The official said viability must be restored as soon as possible, finding a swift alternative path for the traffic previously passing through the collapsed bridge, and especially for heavy goods vehicles headed to the port.
Time for avoiding the city being congested was short: the first week of September, at latest, Genoa would return to its usual, intense life after the summer holidays.
“Practically speaking, the bridge collapse has deprived the city of four carriageways,” the mayor explained. “If we are able to open the two alternative routes we are thinking of, using private roads, we will have six lanes instead.”
Genoa alone has two major port basins, Sampierdarena and Voltri.
“Genoa registers daily movements of some 8,000 heavy goods vehicles in its two basins of Voltri and Sampierdarena, including exports and imports,” the Port Authority chief explained. “Approximately, we estimate 1,500 of such vehicles used the Morandi Bridge daily,” Signorini added.
With Genoa’s existing viability, such freight transport would naturally flow into the waterfront before the port areas, and that, according to Signorini, was “unconceivable, and impractical”.
The major alternative that municipality, Liguria region, and port authority together were planning would involve adjacent roads.
“Our solution would focus on existing arteries within an area managed by (steelwork company) ILVA and a neighbouring state-property area,” the chairman explained. “These two areas are already connected by a bridge, and directly reach the port.”

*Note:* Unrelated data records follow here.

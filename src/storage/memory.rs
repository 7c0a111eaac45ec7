//! In-process key-value store

use std::collections::HashMap;
use std::sync::{Mutex, MutexGuard};

use super::{KeyValueStore, StorageError};

/// Key-value store that lives only as long as the process
#[derive(Debug, Default)]
pub struct MemoryStore {
    values: Mutex<HashMap<String, String>>,
}

impl MemoryStore {
    pub fn new() -> Self {
        Self::default()
    }

    /// Number of keys currently stored
    pub fn len(&self) -> usize {
        self.lock().len()
    }

    pub fn is_empty(&self) -> bool {
        self.lock().is_empty()
    }

    fn lock(&self) -> MutexGuard<'_, HashMap<String, String>> {
        self.values
            .lock()
            .unwrap_or_else(|poisoned| poisoned.into_inner())
    }
}

impl KeyValueStore for MemoryStore {
    fn get(&self, key: &str) -> Option<String> {
        self.lock().get(key).cloned()
    }

    fn set(&self, key: &str, value: &str) -> Result<(), StorageError> {
        self.lock().insert(key.to_string(), value.to_string());
        Ok(())
    }

    fn remove(&self, key: &str) -> Result<(), StorageError> {
        self.lock().remove(key);
        Ok(())
    }
}
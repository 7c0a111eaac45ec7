//! Help overlay showing all keybindings
//!
//! Renders a centered modal overlay with keyboard shortcuts.

use ratatui::{
    layout::{Alignment, Constraint, Direction, Layout, Rect},
    style::{Color, Modifier, Style},
    text::{Line, Span},
    widgets::{Block, Borders, Clear, Paragraph},
    Frame,
};

/// Renders the help overlay on top of the current view
pub fn render(frame: &mut Frame) {
    let area = frame.area();

    // Calculate centered overlay area
    let overlay_width = 46;
    let overlay_height = 12;
    let overlay_area = centered_rect(overlay_width, overlay_height, area);

    // Clear the area behind the overlay
    frame.render_widget(Clear, overlay_area);

    // Build help content
    let lines = vec![
        Line::from(Span::styled(
            "Keyboard Shortcuts",
            Style::default()
                .fg(Color::Cyan)
                .add_modifier(Modifier::BOLD),
        )),
        Line::from(""),
        help_line("r", "Fetch a fresh quote now"),
        help_line("?", "Toggle this help"),
        help_line("q/Esc", "Quit"),
        Line::from(""),
        Line::from(Span::styled(
            "The quote refreshes itself at midnight.",
            Style::default().fg(Color::DarkGray),
        )),
        Line::from(""),
        Line::from(Span::styled(
            "Press Esc or ? to close",
            Style::default().fg(Color::DarkGray),
        )),
    ];

    let block = Block::default()
        .title(" Help ")
        .borders(Borders::ALL)
        .border_style(Style::default().fg(Color::Cyan));

    let paragraph = Paragraph::new(lines)
        .block(block)
        .alignment(Alignment::Left);

    frame.render_widget(paragraph, overlay_area);
}

/// Creates a help line with key and description
fn help_line(key: &str, description: &str) -> Line<'static> {
    Line::from(vec![
        Span::styled(format!("  {:<12}", key), Style::default().fg(Color::Yellow)),
        Span::raw(description.to_string()),
    ])
}

/// Helper function to create a centered rect
fn centered_rect(width: u16, height: u16, area: Rect) -> Rect {
    let vertical = Layout::default()
        .direction(Direction::Vertical)
        .constraints([
            Constraint::Length((area.height.saturating_sub(height)) / 2),
            Constraint::Length(height),
            Constraint::Length((area.height.saturating_sub(height)) / 2),
        ])
        .split(area);

    let horizontal = Layout::default()
        .direction(Direction::Horizontal)
        .constraints([
            Constraint::Length((area.width.saturating_sub(width)) / 2),
            Constraint::Length(width),
            Constraint::Length((area.width.saturating_sub(width)) / 2),
        ])
        .split(vertical[1]);

    horizontal[1]
}
//! Daily rollover scheduler
//!
//! Polls the clock on a fixed interval and, when the calendar day has moved
//! on, clears the quote cache and fetches a fresh quote of the day. The poll
//! runs as a background tokio task controlled through a `SchedulerHandle`.

use std::sync::{Arc, Mutex, MutexGuard};
use std::time::Duration;
use tokio::sync::mpsc;

use crate::clock::{date_string, minutes_since_midnight, Clock};
use crate::quote::{QuoteResponse, QuoteService, QuoteSource, Role};
use crate::storage::KeyValueStore;

/// Default time between rollover checks
pub const DEFAULT_POLL_INTERVAL: Duration = Duration::from_secs(60);

/// What the scheduler is doing right now
#[derive(Debug, Clone, Copy, PartialEq, Eq)]
pub enum SchedulerState {
    Idle,
    /// Comparing dates; only held under the internal lock, so callers
    /// observe `Idle` or `Fetching` instead
    Checking,
    /// A refresh triggered by a check is in flight
    Fetching,
}

#[derive(Debug)]
struct Inner {
    role: Role,
    /// Date of the last triggered update; `None` until the first one since startup
    last_update: Option<String>,
    state: SchedulerState,
}

/// Detects day rollover and refreshes the quote of the day
pub struct DailyScheduler<S, Q, C> {
    service: Arc<QuoteService<S, Q, C>>,
    inner: Mutex<Inner>,
}

impl<S, Q, C> DailyScheduler<S, Q, C>
where
    S: KeyValueStore,
    Q: QuoteSource,
    C: Clock,
{
    /// Creates a scheduler refreshing quotes for `role`
    pub fn new(service: Arc<QuoteService<S, Q, C>>, role: Role) -> Self {
        Self {
            service,
            inner: Mutex::new(Inner {
                role,
                last_update: None,
                state: SchedulerState::Idle,
            }),
        }
    }

    pub fn service(&self) -> &Arc<QuoteService<S, Q, C>> {
        &self.service
    }

    /// Role used for the next refresh
    pub fn role(&self) -> Role {
        self.lock().role
    }

    /// Changes the role used for subsequent refreshes
    pub fn set_role(&self, role: Role) {
        self.lock().role = role;
    }

    /// Date (`YYYY-MM-DD`) of the last triggered update
    pub fn last_update_date(&self) -> Option<String> {
        self.lock().last_update.clone()
    }

    pub fn state(&self) -> SchedulerState {
        self.lock().state
    }

    /// Runs the startup check
    pub async fn initialize(&self) -> bool {
        self.check_for_update().await
    }

    /// Checks for a day change and refreshes the quote if needed
    ///
    /// An update fires when the date differs from the last update and either
    /// the clock reads exactly midnight or no update has happened since
    /// startup. The last-update date advances whether or not the fetch
    /// succeeds, so a failed fetch waits for the next day or a forced update.
    ///
    /// # Returns
    /// * `true` if a refresh was triggered
    pub async fn check_for_update(&self) -> bool {
        let now = self.service.clock().now();
        let today = date_string(now.date());

        let role = {
            let mut inner = self.lock();
            inner.state = SchedulerState::Checking;

            let day_changed = inner.last_update.as_deref() != Some(today.as_str());
            let at_midnight = minutes_since_midnight(now) == 0;
            let first_update = inner.last_update.is_none();

            if !(day_changed && (at_midnight || first_update)) {
                inner.state = SchedulerState::Idle;
                return false;
            }

            inner.state = SchedulerState::Fetching;
            inner.role
        };

        tracing::info!(%role, date = %today, "Day changed, refreshing quote of the day");
        let response = self.service.refresh_quote(role).await;

        let mut inner = self.lock();
        inner.last_update = Some(today);
        inner.state = SchedulerState::Idle;
        tracing::debug!(success = response.success, "Scheduled refresh settled");
        true
    }

    /// Clears the cache and refetches regardless of the date
    pub async fn force_update(&self) -> QuoteResponse {
        let role = self.role();
        tracing::info!(%role, "Forcing quote refresh");
        self.service.refresh_quote(role).await
    }

    fn lock(&self) -> MutexGuard<'_, Inner> {
        self.inner
            .lock()
            .unwrap_or_else(|poisoned| poisoned.into_inner())
    }
}

impl<S, Q, C> DailyScheduler<S, Q, C>
where
    S: KeyValueStore + 'static,
    Q: QuoteSource + 'static,
    C: Clock + 'static,
{
    /// Spawns the polling task
    ///
    /// The task runs the startup check immediately, then checks again every
    /// `interval` until the returned handle is shut down or dropped.
    pub fn spawn(self: Arc<Self>, interval: Duration) -> SchedulerHandle {
        let (shutdown_tx, mut shutdown_rx) = mpsc::channel::<()>(1);

        let task = tokio::spawn(async move {
            let mut ticker = tokio::time::interval(interval);
            // The first tick is immediate and covers the startup check
            loop {
                tokio::select! {
                    _ = ticker.tick() => {
                        self.check_for_update().await;
                    }
                    _ = shutdown_rx.recv() => {
                        break;
                    }
                }
            }
            tracing::debug!("Scheduler stopped");
        });

        SchedulerHandle { shutdown_tx, task }
    }
}

/// Handle for stopping a spawned scheduler
pub struct SchedulerHandle {
    shutdown_tx: mpsc::Sender<()>,
    task: tokio::task::JoinHandle<()>,
}

impl SchedulerHandle {
    /// Stops the polling task and waits for it to finish
    pub async fn shutdown(self) {
        let _ = self.shutdown_tx.send(()).await;
        let _ = self.task.await;
    }
}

The possible wider impact of the bridge is also linked to the relevance of the port system. Some 69 million tonnes of cargo are annually handled in Genoa’s 30 specialized terminals, with China alone accounting for about 35% of such volume, according to the Port Authority.
Over 4 million people every year choose the three ports (Genoa, Savona, and Vado) as departure points for their trips every year.
Finally, a study carried out by consulting institutes Nomisma, Prometeia, and Tema in 2016 showed Genoa’s port supply chain provided at least 28,000 direct jobs, producing €6.89 billion ($7.87 billion) in annual turnover, and €2.78 billion ($3.17 billion) in value added.
Including indirect effects, such as purchases of goods and services in other sectors and induced impact, the research estimated a total of 54,000 employees, some €10.84 billion ($12.37 billion) in turnover, and €12,37 billion ($14.12 billion) in value added.